# Windows 10



## bigalc (Aug 7, 2014)

I am currently using windows 7, hated windows 8 as i just couldn't find anything.
Offer of the free upgrade to windows 10 is tempting.
Has anyone here upgraded and how difficult compared to windows 7 is it.


----------



## DrEskimo (Jan 7, 2016)

Pretty well reviewed. Updated from 8.1 to 10, and while I rarely use it, I found it far better than 8.1. Compared to 7 it seems like the upgrade that 8 should of been.

My boss did have a problem with Windows media player no longer being available on Windows 10, and I'm sure there will be other things that have changed, so worth looking into if anything you use will be affected.

Would hurry up though as the free upgrade is time limited. After 29th July it will charge you to upgrade...I thought we had moved on from paid updates but there we go...


----------



## dholdi (Oct 1, 2008)

There has been more than ample time for existing windows users to upgrade for free.


----------



## Soul boy 68 (Sep 8, 2013)

I couldn't get on with it, very much like an XBox in terms of looks.


----------



## Guest (Jul 11, 2016)

I originally installed it about 6 months ago and went back to Windows 7 after just a few days.

However, I upgraded again this weekend and this install version had been tweeked significantly since my last install. 

Now, after just a few post installation clicks, the user interface has very little difference to Windows 7. I'm keeping this one and have encountered no post installation problems.

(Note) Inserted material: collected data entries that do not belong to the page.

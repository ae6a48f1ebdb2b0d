use lettre::transport::smtp::authentication::Mechanism;
use tracing::{debug, info};

use super::error::RelayError;
use super::options::RelayCredential;
use super::session::RelaySession;

/// Logs in over an open session. A rejection is logged and returned, never
/// escalated past the caller's profile.
pub fn authenticate<S: RelaySession + ?Sized>(
    session: &mut S,
    credential: &RelayCredential,
    mechanisms: &[Mechanism],
) -> Result<(), RelayError> {
    debug!(target: "relaycheck", username = %credential.username, ?mechanisms, "authenticating");
    match session.login(credential, mechanisms) {
        Ok(()) => Ok(()),
        Err(err) => {
            info!(
                target: "relaycheck",
                username = %credential.username,
                error = %err,
                "authentication failed"
            );
            Err(err)
        }
    }
}
use thiserror::Error;

pub type BoxError = Box<dyn std::error::Error + Send + Sync + 'static>;

/// Failure raised by one stage of a relay test. Every variant is caught by the
/// runner and folded into a [`ProfileOutcome`](crate::relay::ProfileOutcome);
/// none of them aborts the run.
#[derive(Debug, Error)]
pub enum RelayError {
    #[error("{host}:{port} is not reachable")]
    Unreachable { host: String, port: u16 },
    #[error("connection to {host}:{port} failed: {source}")]
    Connection {
        host: String,
        port: u16,
        #[source]
        source: BoxError,
    },
    #[error("authentication as {username} failed: {source}")]
    Auth {
        username: String,
        #[source]
        source: BoxError,
    },
    #[error("message submission failed: {source}")]
    Send {
        #[source]
        source: BoxError,
    },
    #[error("message could not be built: {0}")]
    Message(String),
}

impl RelayError {
    pub fn unreachable(host: &str, port: u16) -> Self {
        Self::Unreachable {
            host: host.to_string(),
            port,
        }
    }

    pub fn connection(host: &str, port: u16, source: impl Into<BoxError>) -> Self {
        Self::Connection {
            host: host.to_string(),
            port,
            source: source.into(),
        }
    }

    pub fn auth(username: &str, source: impl Into<BoxError>) -> Self {
        Self::Auth {
            username: username.to_string(),
            source: source.into(),
        }
    }

    pub fn send(source: impl Into<BoxError>) -> Self {
        Self::Send {
            source: source.into(),
        }
    }

    pub fn message<T: std::fmt::Display>(err: T) -> Self {
        Self::Message(err.to_string())
    }
}
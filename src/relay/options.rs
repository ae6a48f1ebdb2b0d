use std::fmt;
use std::time::Duration;

use lettre::transport::smtp::authentication::Mechanism;

#[cfg(feature = "with-serde")]
use serde::{Deserialize, Serialize};

pub const DEFAULT_SUBJECT: &str = "SMTP relay test";

const IMPLICIT_TLS_PORT: u16 = 465;
const SUBMISSION_PORT: u16 = 587;

/// Transport security used for one profile, derived from its `tls`/`ssl` flags.
#[cfg_attr(feature = "with-serde", derive(Serialize, Deserialize))]
#[derive(Debug, Clone, Copy, PartialEq, Eq)]
pub enum SecurityMode {
    /// TLS from the first byte (classically port 465).
    ImplicitTls,
    /// Plaintext connect followed by a `STARTTLS` upgrade.
    StartTls,
    Plaintext,
}

impl fmt::Display for SecurityMode {
    fn fmt(&self, f: &mut fmt::Formatter<'_>) -> fmt::Result {
        match self {
            Self::ImplicitTls => f.write_str("implicit TLS"),
            Self::StartTls => f.write_str("STARTTLS"),
            Self::Plaintext => f.write_str("plaintext"),
        }
    }
}

/// One `(port, security mode)` pair under test.
#[cfg_attr(feature = "with-serde", derive(Serialize, Deserialize))]
#[derive(Debug, Clone, Copy, PartialEq, Eq)]
pub struct PortProfile {
    pub port: u16,
    pub tls: bool,
    pub ssl: bool,
}

impl PortProfile {
    pub const fn new(port: u16, tls: bool, ssl: bool) -> Self {
        Self { port, tls, ssl }
    }

    pub const fn plaintext(port: u16) -> Self {
        Self::new(port, false, false)
    }

    /// Profile for an explicitly requested port: 465 gets implicit TLS, 587
    /// gets STARTTLS, anything else is plaintext.
    pub const fn for_port(port: u16) -> Self {
        match port {
            IMPLICIT_TLS_PORT => Self::new(port, false, true),
            SUBMISSION_PORT => Self::new(port, true, false),
            _ => Self::plaintext(port),
        }
    }

    /// Profiles tested when no port is given. 587 and 465 are deliberately
    /// plaintext here: the relay under test exposes them without certificates.
    pub fn default_set() -> Vec<Self> {
        vec![
            Self::plaintext(2525),
            Self::plaintext(SUBMISSION_PORT),
            Self::plaintext(IMPLICIT_TLS_PORT),
        ]
    }

    /// `ssl` wins when both flags are set.
    pub fn mode(&self) -> SecurityMode {
        if self.ssl {
            SecurityMode::ImplicitTls
        } else if self.tls {
            SecurityMode::StartTls
        } else {
            SecurityMode::Plaintext
        }
    }
}

/// Credential used for every authentication attempt of a run.
#[derive(Clone, PartialEq, Eq)]
pub struct RelayCredential {
    pub username: String,
    pub password: String,
    pub user_id: String,
    pub credential_id: String,
}

impl RelayCredential {
    pub fn new(
        username: impl Into<String>,
        password: impl Into<String>,
        user_id: impl Into<String>,
        credential_id: impl Into<String>,
    ) -> Self {
        Self {
            username: username.into(),
            password: password.into(),
            user_id: user_id.into(),
            credential_id: credential_id.into(),
        }
    }

    /// Credential provisioned for the diagnostic relay account.
    pub fn builtin() -> Self {
        Self::new(
            "relay_687057f1_66a7",
            "f0278935404826a1d738b220ed2d6b95",
            "687057f17058540b74a19a75",
            "68705c72ef7445ddb0602bd2",
        )
    }

    pub fn masked_password(&self) -> String {
        "*".repeat(self.password.chars().count())
    }
}

impl fmt::Debug for RelayCredential {
    fn fmt(&self, f: &mut fmt::Formatter<'_>) -> fmt::Result {
        f.debug_struct("RelayCredential")
            .field("username", &self.username)
            .field("password", &self.masked_password())
            .field("user_id", &self.user_id)
            .field("credential_id", &self.credential_id)
            .finish()
    }
}

/// Knobs for [`run_relay_test`](crate::relay::run_relay_test).
#[derive(Debug, Clone, PartialEq)]
pub struct RelayTestOptions {
    pub host: String,
    pub probe_timeout: Duration,
    pub connect_timeout: Duration,
    pub helo_name: String,
    pub subject: String,
    pub mechanisms: Vec<Mechanism>,
}

impl Default for RelayTestOptions {
    fn default() -> Self {
        Self {
            host: "localhost".to_string(),
            probe_timeout: Duration::from_secs(5),
            connect_timeout: Duration::from_secs(10),
            helo_name: "localhost".to_string(),
            subject: DEFAULT_SUBJECT.to_string(),
            mechanisms: vec![Mechanism::Plain, Mechanism::Login],
        }
    }
}

impl RelayTestOptions {
    pub fn new(host: impl Into<String>) -> Self {
        Self {
            host: host.into(),
            ..Self::default()
        }
    }

    pub fn with_subject(mut self, subject: impl Into<String>) -> Self {
        let subject = subject.into();
        if !subject.trim().is_empty() {
            self.subject = subject;
        }
        self
    }

    pub fn with_helo_name(mut self, helo: impl Into<String>) -> Self {
        let helo = helo.into();
        if !helo.trim().is_empty() {
            self.helo_name = helo;
        }
        self
    }

    /// A zero duration keeps the default.
    pub fn with_probe_timeout(mut self, timeout: Duration) -> Self {
        if !timeout.is_zero() {
            self.probe_timeout = timeout;
        }
        self
    }

    /// A zero duration keeps the default.
    pub fn with_connect_timeout(mut self, timeout: Duration) -> Self {
        if !timeout.is_zero() {
            self.connect_timeout = timeout;
        }
        self
    }
}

I think the free upgrade to Windows 10 runs out towards the end of this month.


----------



## Juke_Fan (Jul 12, 2014)

Upgraded at home and had a few issues as was an early adopter but the current build is stable and worth upgrading to. Just gone W10 at work from W7 and I find it better to work with than W7.


----------



## camerashy (Feb 9, 2014)

I like W10 previously had W7 and upgraded without a problem and I'm a computer dinasaur!!


----------



## GleemSpray (Jan 26, 2014)

Its now stable and quick and most vendors have released drivers for their hardware.

Its worth saying that one of the advantages of Windows 10 over Windows 8.1 is that you can really customise the start screen and menu to be as much Windows 7 or Windows 8 style as you want it to be, depending if it is a touch device or whether you are using a mouse.

I really like Windows 10 on the desktop and i also have Windows 10 Mobile on my phone and that is impressive too.


----------



## Darlofan (Nov 24, 2010)

My laptop won't install. It goes through all the motions and says it's done but nothing changes. Laptop is about 6 years old so wondering if system is too old and not capable of the upgrade.


----------



## Guest (Jul 12, 2016)

Windows 10 should verify that before installing. It checks its requirements are met by your pc before installing.


----------



## Darlofan (Nov 24, 2010)

Hugh said:


> Windows 10 should verify that before installing. It checks its requirements are met by your pc before installing.


I'll try again tonight and see what happend.


----------



## eibbor (Sep 8, 2015)

I have W10 on an 8/9 year old laptop thats really needs upgrading but it works ok


Sent from my iPhone using Tapatalk


----------



## Smithy225 (Dec 29, 2015)

Prefer win10 over 7 and hated 8.1 performance seems better too

Sent from my Redmi Note 3 using Tapatalk


----------



## Darlofan (Nov 24, 2010)

Had mine trying to upgrade all day but its got stuck at creating a restore point. Anyone know how to sort this?


----------



## Delboy_Trotter (Jun 7, 2007)

been using 10 for about a year, bought a brand new laptop with 8.1 and upgraded straight away - its much better now more software is being better supported its much more useable, and I've still got my 10 laptop doing other things as i've gone to the dark side of Mac for my main laptop


----------



## STEALTH K3 (Dec 29, 2006)

Been using Windows 10 since December everything was fine the last few days, daily it is updating itself all the is anyone else getting this


----------